• _TASK TO CARRY OUT_: Reply with one number, the count of lines below that contain the string "layer".

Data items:
╔══
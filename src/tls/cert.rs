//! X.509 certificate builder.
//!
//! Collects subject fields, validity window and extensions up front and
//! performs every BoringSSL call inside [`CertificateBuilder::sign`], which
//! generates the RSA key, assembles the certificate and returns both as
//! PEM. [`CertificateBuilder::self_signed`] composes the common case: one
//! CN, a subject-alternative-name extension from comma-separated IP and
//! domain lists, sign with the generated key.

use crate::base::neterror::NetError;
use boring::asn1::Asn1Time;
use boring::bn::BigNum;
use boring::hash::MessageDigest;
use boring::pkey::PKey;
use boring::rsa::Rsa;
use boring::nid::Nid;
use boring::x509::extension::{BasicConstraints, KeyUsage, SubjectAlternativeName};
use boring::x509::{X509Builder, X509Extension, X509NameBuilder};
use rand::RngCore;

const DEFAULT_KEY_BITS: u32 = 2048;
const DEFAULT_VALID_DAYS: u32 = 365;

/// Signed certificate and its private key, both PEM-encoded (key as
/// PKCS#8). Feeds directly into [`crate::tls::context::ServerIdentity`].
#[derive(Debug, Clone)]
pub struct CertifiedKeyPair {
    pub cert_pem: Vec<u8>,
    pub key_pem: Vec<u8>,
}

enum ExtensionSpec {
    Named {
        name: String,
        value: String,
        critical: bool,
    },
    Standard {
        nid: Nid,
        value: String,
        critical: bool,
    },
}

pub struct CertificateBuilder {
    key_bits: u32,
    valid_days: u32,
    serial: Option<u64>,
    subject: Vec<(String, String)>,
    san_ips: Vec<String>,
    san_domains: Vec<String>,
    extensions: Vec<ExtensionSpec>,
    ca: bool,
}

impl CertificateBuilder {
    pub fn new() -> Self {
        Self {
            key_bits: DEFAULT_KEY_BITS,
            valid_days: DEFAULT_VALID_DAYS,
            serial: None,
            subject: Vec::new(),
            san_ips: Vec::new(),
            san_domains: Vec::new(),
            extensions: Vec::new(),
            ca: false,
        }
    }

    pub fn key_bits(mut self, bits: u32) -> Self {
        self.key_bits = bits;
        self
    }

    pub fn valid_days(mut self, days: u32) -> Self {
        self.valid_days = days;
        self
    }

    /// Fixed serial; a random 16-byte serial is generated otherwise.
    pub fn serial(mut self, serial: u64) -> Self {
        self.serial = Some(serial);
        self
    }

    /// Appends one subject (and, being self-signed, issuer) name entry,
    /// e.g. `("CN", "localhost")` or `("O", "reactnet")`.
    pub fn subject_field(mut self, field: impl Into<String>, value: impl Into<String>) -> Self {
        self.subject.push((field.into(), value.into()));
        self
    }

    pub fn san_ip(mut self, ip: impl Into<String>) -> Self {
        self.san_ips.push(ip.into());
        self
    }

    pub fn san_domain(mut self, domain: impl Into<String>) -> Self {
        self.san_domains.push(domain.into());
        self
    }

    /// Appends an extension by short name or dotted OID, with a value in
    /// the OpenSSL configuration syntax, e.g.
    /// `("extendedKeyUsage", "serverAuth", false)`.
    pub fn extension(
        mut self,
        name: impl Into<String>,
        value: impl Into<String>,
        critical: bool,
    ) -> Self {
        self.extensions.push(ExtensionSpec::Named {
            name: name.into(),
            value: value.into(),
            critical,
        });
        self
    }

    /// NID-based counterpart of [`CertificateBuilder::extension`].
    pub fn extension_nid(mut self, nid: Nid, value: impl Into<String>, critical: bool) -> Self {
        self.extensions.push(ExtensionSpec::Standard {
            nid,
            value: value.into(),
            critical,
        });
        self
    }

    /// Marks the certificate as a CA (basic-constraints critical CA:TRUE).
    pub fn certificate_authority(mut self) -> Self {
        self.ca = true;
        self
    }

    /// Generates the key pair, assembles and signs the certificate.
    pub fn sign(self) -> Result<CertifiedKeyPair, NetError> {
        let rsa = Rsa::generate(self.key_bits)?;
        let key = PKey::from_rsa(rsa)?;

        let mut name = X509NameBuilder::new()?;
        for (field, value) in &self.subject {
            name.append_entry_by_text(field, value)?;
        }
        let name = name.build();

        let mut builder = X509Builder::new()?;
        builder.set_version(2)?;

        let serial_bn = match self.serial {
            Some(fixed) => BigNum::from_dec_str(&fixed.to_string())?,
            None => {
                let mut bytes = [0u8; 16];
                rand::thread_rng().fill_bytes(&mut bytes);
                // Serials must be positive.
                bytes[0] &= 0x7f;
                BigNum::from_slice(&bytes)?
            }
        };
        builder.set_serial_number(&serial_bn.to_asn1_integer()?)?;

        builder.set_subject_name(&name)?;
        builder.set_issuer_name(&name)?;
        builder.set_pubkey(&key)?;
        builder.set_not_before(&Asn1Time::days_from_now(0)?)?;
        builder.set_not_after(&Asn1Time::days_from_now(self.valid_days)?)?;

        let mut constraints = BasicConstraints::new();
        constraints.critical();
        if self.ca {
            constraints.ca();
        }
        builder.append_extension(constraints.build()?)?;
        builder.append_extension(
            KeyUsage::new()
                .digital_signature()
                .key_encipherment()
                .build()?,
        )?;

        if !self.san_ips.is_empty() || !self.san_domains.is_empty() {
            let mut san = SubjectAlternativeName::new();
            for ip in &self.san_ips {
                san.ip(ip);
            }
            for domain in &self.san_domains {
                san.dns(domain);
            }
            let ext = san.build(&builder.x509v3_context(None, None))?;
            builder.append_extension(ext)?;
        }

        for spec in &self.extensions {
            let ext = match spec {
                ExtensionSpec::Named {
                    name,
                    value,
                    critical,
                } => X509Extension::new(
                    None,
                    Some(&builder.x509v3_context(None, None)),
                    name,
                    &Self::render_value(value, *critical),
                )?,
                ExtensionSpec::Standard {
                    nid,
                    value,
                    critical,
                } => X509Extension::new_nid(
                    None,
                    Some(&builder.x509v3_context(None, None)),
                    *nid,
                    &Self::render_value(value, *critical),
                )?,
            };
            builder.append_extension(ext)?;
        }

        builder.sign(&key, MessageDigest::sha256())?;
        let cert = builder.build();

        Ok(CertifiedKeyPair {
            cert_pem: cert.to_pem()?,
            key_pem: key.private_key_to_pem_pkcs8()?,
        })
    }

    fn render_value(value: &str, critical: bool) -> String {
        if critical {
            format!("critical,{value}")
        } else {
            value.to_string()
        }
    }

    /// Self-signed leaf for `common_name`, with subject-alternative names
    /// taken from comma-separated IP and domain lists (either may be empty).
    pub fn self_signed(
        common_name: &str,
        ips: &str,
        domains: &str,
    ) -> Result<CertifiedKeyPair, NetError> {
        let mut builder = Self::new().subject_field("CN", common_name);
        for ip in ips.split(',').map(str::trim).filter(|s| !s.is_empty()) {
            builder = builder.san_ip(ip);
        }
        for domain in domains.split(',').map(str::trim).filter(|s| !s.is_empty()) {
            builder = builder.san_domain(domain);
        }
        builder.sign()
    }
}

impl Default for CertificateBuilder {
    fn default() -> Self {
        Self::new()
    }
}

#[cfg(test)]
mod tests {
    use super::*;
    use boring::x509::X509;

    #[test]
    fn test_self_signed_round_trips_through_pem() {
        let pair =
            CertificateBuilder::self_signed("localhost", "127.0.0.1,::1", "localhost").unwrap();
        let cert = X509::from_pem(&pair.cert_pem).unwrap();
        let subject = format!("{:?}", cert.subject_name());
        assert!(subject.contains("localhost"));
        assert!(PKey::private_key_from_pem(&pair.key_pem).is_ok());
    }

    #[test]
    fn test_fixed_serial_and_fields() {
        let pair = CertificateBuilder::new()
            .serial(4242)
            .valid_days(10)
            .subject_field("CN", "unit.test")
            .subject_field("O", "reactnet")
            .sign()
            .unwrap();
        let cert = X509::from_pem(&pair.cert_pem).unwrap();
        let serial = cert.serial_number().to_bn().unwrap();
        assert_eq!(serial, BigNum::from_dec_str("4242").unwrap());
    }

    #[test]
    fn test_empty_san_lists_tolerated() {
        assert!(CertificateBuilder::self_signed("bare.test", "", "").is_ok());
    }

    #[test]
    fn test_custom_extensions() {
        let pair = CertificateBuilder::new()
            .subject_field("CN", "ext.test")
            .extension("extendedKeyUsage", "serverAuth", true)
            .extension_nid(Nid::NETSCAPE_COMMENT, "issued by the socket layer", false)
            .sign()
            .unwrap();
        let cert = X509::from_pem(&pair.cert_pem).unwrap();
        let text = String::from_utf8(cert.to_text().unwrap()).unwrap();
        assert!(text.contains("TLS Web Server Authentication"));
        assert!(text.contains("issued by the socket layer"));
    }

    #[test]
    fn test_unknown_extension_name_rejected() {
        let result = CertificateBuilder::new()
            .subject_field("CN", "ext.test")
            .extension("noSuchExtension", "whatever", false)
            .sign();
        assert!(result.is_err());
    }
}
╚══
• _ANSWER TO THIS EXERCISE_: 2